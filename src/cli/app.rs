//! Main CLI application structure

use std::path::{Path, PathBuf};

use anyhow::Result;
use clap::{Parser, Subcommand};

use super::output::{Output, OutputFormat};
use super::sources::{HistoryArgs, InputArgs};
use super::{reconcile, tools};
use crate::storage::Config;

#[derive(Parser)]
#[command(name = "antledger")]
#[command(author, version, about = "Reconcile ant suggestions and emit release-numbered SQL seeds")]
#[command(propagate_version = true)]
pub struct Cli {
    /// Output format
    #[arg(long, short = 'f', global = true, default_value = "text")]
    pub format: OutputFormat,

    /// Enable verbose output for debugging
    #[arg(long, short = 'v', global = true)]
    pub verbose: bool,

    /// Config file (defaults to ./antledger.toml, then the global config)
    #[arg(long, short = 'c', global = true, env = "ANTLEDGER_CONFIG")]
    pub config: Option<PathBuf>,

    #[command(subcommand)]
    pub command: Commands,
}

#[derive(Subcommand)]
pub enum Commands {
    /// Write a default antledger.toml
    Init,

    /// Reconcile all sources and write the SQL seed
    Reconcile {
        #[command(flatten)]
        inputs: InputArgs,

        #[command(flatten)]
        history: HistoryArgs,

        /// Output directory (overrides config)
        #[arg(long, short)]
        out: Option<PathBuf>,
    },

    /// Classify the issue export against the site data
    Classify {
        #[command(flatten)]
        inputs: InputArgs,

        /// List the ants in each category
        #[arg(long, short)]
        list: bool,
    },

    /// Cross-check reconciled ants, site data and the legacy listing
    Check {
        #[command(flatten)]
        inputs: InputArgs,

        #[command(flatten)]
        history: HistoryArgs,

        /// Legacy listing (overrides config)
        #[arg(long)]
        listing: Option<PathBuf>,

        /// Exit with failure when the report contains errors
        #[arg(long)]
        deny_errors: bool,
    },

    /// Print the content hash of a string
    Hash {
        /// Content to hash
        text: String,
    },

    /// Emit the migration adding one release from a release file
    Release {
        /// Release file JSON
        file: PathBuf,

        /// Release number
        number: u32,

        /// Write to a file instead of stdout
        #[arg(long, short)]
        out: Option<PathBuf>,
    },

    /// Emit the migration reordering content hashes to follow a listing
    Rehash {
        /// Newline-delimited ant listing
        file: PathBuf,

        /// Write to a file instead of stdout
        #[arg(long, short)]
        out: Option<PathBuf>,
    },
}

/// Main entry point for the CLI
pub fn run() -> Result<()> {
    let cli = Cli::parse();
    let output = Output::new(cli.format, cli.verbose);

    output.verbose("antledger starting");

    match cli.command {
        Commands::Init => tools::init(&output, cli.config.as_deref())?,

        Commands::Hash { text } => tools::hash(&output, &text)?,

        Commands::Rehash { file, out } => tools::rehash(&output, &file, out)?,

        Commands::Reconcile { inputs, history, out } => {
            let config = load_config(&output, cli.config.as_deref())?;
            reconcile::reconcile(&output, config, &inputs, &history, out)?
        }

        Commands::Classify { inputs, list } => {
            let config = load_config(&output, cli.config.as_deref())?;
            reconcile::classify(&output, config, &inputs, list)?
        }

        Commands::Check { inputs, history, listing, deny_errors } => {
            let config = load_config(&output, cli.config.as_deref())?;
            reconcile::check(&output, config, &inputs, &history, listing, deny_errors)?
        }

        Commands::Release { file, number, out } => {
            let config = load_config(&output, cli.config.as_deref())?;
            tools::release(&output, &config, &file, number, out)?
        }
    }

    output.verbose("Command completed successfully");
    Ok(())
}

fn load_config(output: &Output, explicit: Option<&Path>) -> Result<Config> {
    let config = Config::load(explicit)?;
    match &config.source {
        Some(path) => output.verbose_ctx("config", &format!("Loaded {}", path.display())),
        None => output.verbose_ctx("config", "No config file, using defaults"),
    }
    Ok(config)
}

==

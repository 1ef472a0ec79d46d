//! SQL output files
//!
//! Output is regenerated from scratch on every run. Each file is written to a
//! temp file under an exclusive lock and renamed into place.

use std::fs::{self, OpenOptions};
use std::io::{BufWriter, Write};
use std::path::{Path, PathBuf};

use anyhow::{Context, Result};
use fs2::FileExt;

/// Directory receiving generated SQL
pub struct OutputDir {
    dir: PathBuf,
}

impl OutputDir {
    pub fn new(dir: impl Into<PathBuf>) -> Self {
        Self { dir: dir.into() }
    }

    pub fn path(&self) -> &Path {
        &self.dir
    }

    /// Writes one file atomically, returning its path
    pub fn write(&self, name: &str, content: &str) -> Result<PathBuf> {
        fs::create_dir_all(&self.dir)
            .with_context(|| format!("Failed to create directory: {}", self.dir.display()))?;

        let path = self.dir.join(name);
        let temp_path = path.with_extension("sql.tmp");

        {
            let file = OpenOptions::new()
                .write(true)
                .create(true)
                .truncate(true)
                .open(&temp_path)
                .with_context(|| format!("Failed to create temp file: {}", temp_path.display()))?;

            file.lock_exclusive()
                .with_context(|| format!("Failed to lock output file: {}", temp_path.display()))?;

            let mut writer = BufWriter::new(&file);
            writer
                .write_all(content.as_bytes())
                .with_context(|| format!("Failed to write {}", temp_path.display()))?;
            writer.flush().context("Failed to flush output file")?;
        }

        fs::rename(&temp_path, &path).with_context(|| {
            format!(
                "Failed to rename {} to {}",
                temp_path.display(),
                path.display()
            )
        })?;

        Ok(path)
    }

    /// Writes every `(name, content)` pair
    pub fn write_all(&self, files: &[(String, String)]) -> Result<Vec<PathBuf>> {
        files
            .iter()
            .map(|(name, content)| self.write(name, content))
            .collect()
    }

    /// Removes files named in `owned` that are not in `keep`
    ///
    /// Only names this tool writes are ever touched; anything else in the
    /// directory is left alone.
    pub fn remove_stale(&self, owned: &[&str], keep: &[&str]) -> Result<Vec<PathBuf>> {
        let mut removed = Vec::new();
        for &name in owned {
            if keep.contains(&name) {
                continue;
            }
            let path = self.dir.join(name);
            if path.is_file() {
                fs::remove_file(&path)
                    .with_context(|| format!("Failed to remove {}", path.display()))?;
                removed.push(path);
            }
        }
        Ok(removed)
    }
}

To do
Each line in the listing above that includes "overrides" is to be copied.

Response below
        /// Output directory (overrides config)
        /// Legacy listing (overrides config)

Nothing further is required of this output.